__TASK GOAL__:
From the entries below, copy out all lines holding "FieldPath".

__Dataset excerpts__:

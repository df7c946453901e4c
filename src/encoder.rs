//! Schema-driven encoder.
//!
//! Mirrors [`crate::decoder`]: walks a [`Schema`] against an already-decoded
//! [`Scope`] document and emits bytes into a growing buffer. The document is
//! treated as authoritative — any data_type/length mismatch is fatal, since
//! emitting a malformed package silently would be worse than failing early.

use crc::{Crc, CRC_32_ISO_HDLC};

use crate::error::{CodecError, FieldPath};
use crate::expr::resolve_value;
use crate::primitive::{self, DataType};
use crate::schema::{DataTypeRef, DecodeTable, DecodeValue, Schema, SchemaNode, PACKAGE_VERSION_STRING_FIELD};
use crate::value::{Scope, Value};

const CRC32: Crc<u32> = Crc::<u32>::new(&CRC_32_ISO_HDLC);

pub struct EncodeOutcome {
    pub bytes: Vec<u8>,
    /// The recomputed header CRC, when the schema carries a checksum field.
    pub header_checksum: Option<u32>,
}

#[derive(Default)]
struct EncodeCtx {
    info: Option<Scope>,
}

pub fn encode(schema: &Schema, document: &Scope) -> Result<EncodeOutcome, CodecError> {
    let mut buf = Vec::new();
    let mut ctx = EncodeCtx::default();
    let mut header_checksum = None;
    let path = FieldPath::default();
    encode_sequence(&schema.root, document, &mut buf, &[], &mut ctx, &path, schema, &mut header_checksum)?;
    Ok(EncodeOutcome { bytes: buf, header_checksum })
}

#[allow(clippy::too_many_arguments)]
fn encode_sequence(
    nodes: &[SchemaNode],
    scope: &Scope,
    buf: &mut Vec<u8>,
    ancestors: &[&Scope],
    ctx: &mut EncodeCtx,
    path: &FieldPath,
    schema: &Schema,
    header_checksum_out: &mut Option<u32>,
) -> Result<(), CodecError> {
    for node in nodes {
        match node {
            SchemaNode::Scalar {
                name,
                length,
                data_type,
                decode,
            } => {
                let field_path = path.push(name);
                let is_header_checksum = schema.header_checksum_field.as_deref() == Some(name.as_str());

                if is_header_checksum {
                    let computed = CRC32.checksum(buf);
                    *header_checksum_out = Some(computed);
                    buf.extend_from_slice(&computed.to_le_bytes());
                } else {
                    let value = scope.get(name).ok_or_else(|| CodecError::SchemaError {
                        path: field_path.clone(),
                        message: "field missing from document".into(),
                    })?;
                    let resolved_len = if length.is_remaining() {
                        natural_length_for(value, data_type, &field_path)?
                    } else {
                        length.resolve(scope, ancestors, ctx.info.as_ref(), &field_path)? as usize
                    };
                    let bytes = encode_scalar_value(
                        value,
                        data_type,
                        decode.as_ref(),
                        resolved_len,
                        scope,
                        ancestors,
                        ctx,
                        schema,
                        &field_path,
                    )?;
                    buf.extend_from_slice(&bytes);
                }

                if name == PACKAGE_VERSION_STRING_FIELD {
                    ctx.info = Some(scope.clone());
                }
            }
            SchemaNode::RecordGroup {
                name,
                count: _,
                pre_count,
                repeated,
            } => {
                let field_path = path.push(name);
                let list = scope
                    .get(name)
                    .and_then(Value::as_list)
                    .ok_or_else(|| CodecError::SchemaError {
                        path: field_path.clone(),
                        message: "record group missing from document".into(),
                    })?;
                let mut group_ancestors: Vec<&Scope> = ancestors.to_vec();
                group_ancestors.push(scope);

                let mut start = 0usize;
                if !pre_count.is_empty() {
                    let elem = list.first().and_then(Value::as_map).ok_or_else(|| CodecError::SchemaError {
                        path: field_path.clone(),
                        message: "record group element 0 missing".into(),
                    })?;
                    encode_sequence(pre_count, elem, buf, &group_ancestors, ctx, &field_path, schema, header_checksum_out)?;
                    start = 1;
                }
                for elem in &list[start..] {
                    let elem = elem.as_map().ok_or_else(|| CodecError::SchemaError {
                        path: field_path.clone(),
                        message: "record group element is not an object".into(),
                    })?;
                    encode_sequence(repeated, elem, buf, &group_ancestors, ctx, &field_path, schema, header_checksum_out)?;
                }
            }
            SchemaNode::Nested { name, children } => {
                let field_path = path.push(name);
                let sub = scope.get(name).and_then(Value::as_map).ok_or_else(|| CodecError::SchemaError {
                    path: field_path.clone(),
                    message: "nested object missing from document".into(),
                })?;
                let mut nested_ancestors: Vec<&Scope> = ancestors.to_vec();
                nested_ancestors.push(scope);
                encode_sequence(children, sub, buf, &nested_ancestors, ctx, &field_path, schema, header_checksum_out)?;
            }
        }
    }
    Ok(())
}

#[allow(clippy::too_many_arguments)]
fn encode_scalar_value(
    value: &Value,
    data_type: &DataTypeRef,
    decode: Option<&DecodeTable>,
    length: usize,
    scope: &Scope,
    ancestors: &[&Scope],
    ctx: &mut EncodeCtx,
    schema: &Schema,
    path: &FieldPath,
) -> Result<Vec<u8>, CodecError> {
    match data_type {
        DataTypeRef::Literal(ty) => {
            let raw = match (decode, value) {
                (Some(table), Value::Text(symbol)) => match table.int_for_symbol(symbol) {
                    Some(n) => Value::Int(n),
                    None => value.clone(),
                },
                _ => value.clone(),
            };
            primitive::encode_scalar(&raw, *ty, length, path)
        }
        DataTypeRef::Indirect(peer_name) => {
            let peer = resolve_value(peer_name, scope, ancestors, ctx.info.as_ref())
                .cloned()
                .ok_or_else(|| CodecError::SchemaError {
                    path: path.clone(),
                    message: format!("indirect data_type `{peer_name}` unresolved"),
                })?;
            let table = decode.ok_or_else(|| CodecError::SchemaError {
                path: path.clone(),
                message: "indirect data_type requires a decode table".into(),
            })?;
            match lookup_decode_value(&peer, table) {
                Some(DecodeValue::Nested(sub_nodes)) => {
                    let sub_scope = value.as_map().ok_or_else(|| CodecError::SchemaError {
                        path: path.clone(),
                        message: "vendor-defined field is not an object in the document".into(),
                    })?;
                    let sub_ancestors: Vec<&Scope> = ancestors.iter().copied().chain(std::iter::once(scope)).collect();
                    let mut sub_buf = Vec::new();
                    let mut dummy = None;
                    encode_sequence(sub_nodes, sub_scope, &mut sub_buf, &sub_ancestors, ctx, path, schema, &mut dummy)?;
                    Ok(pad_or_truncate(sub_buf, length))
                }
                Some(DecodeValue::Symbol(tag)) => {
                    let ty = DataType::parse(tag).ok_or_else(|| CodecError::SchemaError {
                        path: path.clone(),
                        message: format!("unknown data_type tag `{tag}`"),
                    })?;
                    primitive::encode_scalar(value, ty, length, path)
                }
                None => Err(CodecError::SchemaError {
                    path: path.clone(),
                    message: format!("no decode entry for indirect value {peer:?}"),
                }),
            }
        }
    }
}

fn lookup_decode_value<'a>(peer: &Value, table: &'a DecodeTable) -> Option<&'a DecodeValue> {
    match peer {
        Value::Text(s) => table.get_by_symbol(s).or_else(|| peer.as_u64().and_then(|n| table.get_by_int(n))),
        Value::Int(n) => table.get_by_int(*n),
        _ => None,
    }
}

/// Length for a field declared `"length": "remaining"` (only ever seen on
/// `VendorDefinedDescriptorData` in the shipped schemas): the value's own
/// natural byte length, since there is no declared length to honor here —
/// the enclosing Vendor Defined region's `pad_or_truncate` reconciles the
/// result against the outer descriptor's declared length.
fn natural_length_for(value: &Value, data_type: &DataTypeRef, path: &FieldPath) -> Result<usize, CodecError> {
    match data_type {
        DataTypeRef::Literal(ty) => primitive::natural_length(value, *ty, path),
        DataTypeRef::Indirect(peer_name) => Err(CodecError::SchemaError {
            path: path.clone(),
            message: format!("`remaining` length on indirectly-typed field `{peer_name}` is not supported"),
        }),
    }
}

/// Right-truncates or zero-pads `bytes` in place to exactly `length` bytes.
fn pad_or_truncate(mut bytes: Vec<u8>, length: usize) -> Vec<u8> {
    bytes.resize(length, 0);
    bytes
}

__RESPONSE BOX__:
use crate::error::{CodecError, FieldPath};
    let path = FieldPath::default();
    path: &FieldPath,
    path: &FieldPath,
fn natural_length_for(value: &Value, data_type: &DataTypeRef, path: &FieldPath) -> Result<usize, CodecError> {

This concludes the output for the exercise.